Braff, the main character on NBC comedy Scrubs and of the surprise 2004 hit film Garden State which he wrote, directed and starred in (and of which I have a poster in my apartment), wanted to make another film as a long-awaited follow-up to Garden State. But to do that he needed money, apparently, and so he took to Kickstarter.

garden_state_xlg

It’s been mentioned in nearly every article about Zach Braff’s Kickstarter project that the would-be makers of a Veronica Mars film tried this first, and were wildly successful. Kickstarter, which allows people to go online and ask for help funding their business projects, got the Veronica Mars people to their goal of $2 million…plus another $3.7 million on top of that.

Using a similar formula, Zach Braff took to Kickstarter to appeal to his fan base–myself included–to help finance his next project, a film called Wish I Was Here. Braff explained  on the site that he needed $2 million from fans to get the movie made in the way he wanted to make it, rather than going through the traditional channels, i.e. financiers, who would then dictate the way he made the film, i.e. final cut.

I was a little skeptical that a TV and movie star didn’t have enough cash of his own or enough juice in Hollywood (or enough rich friends he could trust) to get a movie made without appealing to fans to pay for it ahead of time. Still, as long-time fan of Braff’s, I seriously considered donating $10, 20, or even $50 to the campaign to see the thing get made. After all, it was likely that the movie he ended up making would be the kind I would want to see. More than that, Braff was giving away a variety of items, from Braff-autographed merch to advanced online screenings of Wish I Was Here to tickets for the movie’s premieres in major cities.

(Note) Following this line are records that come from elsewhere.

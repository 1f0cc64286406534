use std::sync::Arc;
use std::time::{Duration, Instant};

use chrono::{DateTime, Utc};
use tokio::sync::{Mutex, RwLock};

use crate::{
    error::AppResult,
    models::{UsageRecord, UserId},
    services::{providers::UsageFetcher, roster::FileRoster},
};

/// One fully built peer-group snapshot
struct Snapshot {
    records: Vec<UsageRecord>,
    built_at: Instant,
    refreshed_at: DateTime<Utc>,
}

/// Process-wide cache of every roster member's usage records
///
/// Collecting the peer group is the expensive part of a recommendation: one
/// provider call per roster member, with a mandatory pause between calls for
/// the provider's rate limits. This cache amortizes that cost across
/// requests by holding a single snapshot for a configurable TTL.
///
/// Concurrency discipline:
/// - Readers see either the old snapshot or the new one, never a partially
///   rebuilt one: the swap happens in one write-lock critical section.
/// - When the snapshot expires, exactly one caller rebuilds it; concurrent
///   callers wait on the refresh lock and are served the fresh snapshot the
///   winner produced.
pub struct GroupCache {
    fetcher: Arc<dyn UsageFetcher>,
    roster: Arc<FileRoster>,
    ttl: Duration,
    fetch_delay: Duration,
    snapshot: RwLock<Option<Snapshot>>,
    refresh_lock: Mutex<()>,
}

impl GroupCache {
    pub fn new(
        fetcher: Arc<dyn UsageFetcher>,
        roster: Arc<FileRoster>,
        ttl: Duration,
        fetch_delay: Duration,
    ) -> Self {
        Self {
            fetcher,
            roster,
            ttl,
            fetch_delay,
            snapshot: RwLock::new(None),
            refresh_lock: Mutex::new(()),
        }
    }

    /// Returns the cached peer-group records, refreshing first if the
    /// snapshot is missing or older than the TTL
    ///
    /// Records owned by `exclude` are dropped from the returned view: the
    /// caller substitutes a fresh fetch for the requesting user, so the
    /// cached (possibly week-old) copy of their library must not leak in.
    pub async fn get_peer_records(&self, exclude: &UserId) -> AppResult<Vec<UsageRecord>> {
        // Fast path: snapshot is still fresh.
        if let Some(records) = self.read_fresh(exclude).await {
            return Ok(records);
        }

        // Single-flight: first caller through rebuilds, the rest wait here.
        let _refresh = self.refresh_lock.lock().await;

        // A concurrent caller may have finished the rebuild while this one
        // was waiting on the lock.
        if let Some(records) = self.read_fresh(exclude).await {
            return Ok(records);
        }

        let snapshot = self.rebuild().await?;
        let records = filter_excluded(&snapshot.records, exclude);
        *self.snapshot.write().await = Some(snapshot);

        Ok(records)
    }

    /// Serves the exclusion-filtered view if the current snapshot is fresh
    async fn read_fresh(&self, exclude: &UserId) -> Option<Vec<UsageRecord>> {
        let guard = self.snapshot.read().await;
        let snapshot = guard.as_ref()?;
        if snapshot.built_at.elapsed() >= self.ttl {
            return None;
        }
        Some(filter_excluded(&snapshot.records, exclude))
    }

    /// Fetches every roster member's records into a new snapshot
    ///
    /// A member whose fetch fails contributes zero records; the refresh
    /// carries on for everyone else. Only a roster read failure aborts.
    async fn rebuild(&self) -> AppResult<Snapshot> {
        let members = self.roster.load().await?;
        let started = Instant::now();

        tracing::info!(
            members = members.len(),
            provider = self.fetcher.name(),
            "Rebuilding peer group snapshot"
        );

        let mut records = Vec::new();
        let mut failed = 0usize;

        for (i, member) in members.iter().enumerate() {
            // Pause between provider calls, not before the first one.
            if i > 0 {
                tokio::time::sleep(self.fetch_delay).await;
            }

            match self.fetcher.fetch_user_records(member).await {
                Ok(member_records) => records.extend(member_records),
                Err(e) => {
                    failed += 1;
                    tracing::warn!(
                        user_id = %member,
                        error = %e,
                        "Member fetch failed during refresh, contributing zero records"
                    );
                }
            }
        }

        let snapshot = Snapshot {
            records,
            built_at: Instant::now(),
            refreshed_at: Utc::now(),
        };

        tracing::info!(
            members = members.len(),
            failed,
            records = snapshot.records.len(),
            refreshed_at = %snapshot.refreshed_at,
            elapsed_ms = started.elapsed().as_millis() as u64,
            "Peer group snapshot rebuilt"
        );

        Ok(snapshot)
    }
}

fn filter_excluded(records: &[UsageRecord], exclude: &UserId) -> Vec<UsageRecord> {
    records
        .iter()
        .filter(|record| &record.owner != exclude)
        .cloned()
        .collect()
}
//! Links: named connectors between port paths.

use crate::path::Path;
use mosaic_common::Ident;
use serde::{Deserialize, Serialize};

/// A named connector with a set of source port paths and a set of
/// destination port paths.
///
/// A link owned by a [`Component`](crate::Component) uses paths relative to
/// that component; a link owned by the [`TopLevel`](crate::TopLevel) uses
/// global paths and may span tiles. Signal flows from every source to every
/// destination.
#[derive(Clone, Debug, Serialize, Deserialize)]
pub struct Link {
    /// The link name, unique within its owner.
    pub name: Ident,
    /// Paths of the ports driving this link.
    pub sources: Vec<Path>,
    /// Paths of the ports driven by this link.
    pub dests: Vec<Path>,
    /// How many channels may occupy this link simultaneously.
    pub capacity: u32,
}

impl Link {
    /// Creates a link with the default capacity of one.
    pub fn new(name: Ident, sources: Vec<Path>, dests: Vec<Path>) -> Self {
        Self {
            name,
            sources,
            dests,
            capacity: 1,
        }
    }

    /// Sets the capacity.
    pub fn with_capacity(mut self, capacity: u32) -> Self {
        self.capacity = capacity;
        self
    }
}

But in the end, I decided not to contribute because of the following three tenets which I believe to be true:

  • It is not the responsibility of the audience–whether that audience is made up of loyal fans or someone who’s never seen an artist’s work–to fund an artist’s creative projects before those projects have been completed.
  • Once the project is completed it is then the audience’s choice, not their responsibility, to support the project (i.e. purchase a movie ticket) once they know enough about the finished product to make an educated decision (e.g. viewing the trailer or reading reviews).
  • Should an artist ask someone–either the average person or a wealthy financier–to invest in their work in progress before it is created, that investor should have the opportunity to make a profit from their investment.

On that last point, Braff addresses it in his Kickstarter in the FAQs:

Current SEC laws prevent Kickstarter from offering equity or financial returns. As Kickstarter explains in Kickstarter Basics: “Project creators keep 100% ownership of their work.  Kickstarter cannot be used to offer financial returns or equity, or solicit loans.  Some projects that are funded on Kickstarter may go on to make money, but backers are supporting projects to help them come to life, not financially profit.”

Fine, I guess. Though I didn’t contribute to the campaign, I was glad it got its $2 million, and vowed–pending the reviews, which I expect to be largely positive–to see the film when it is completed. (I also look forward to some day when I can invest in a film like I would a stock, and potentially see a financial return on my investment.)

But then this past week a story came out about the project: Zach Braff is getting money from financiers after all.

Was Zach Braff misleading his backers? Did he not really need that $2 million at all, and was just trying to keep from having to pull it from his own pockets? Is Zach Braff a dick?

Well, not really. In his original Kickstarter he noted that “With a combination of my own personal funds, backing from my fans and the sale of some of the film’s foreign rights, I will be able to make the film I intended to make which I am hoping is a film you want to see.”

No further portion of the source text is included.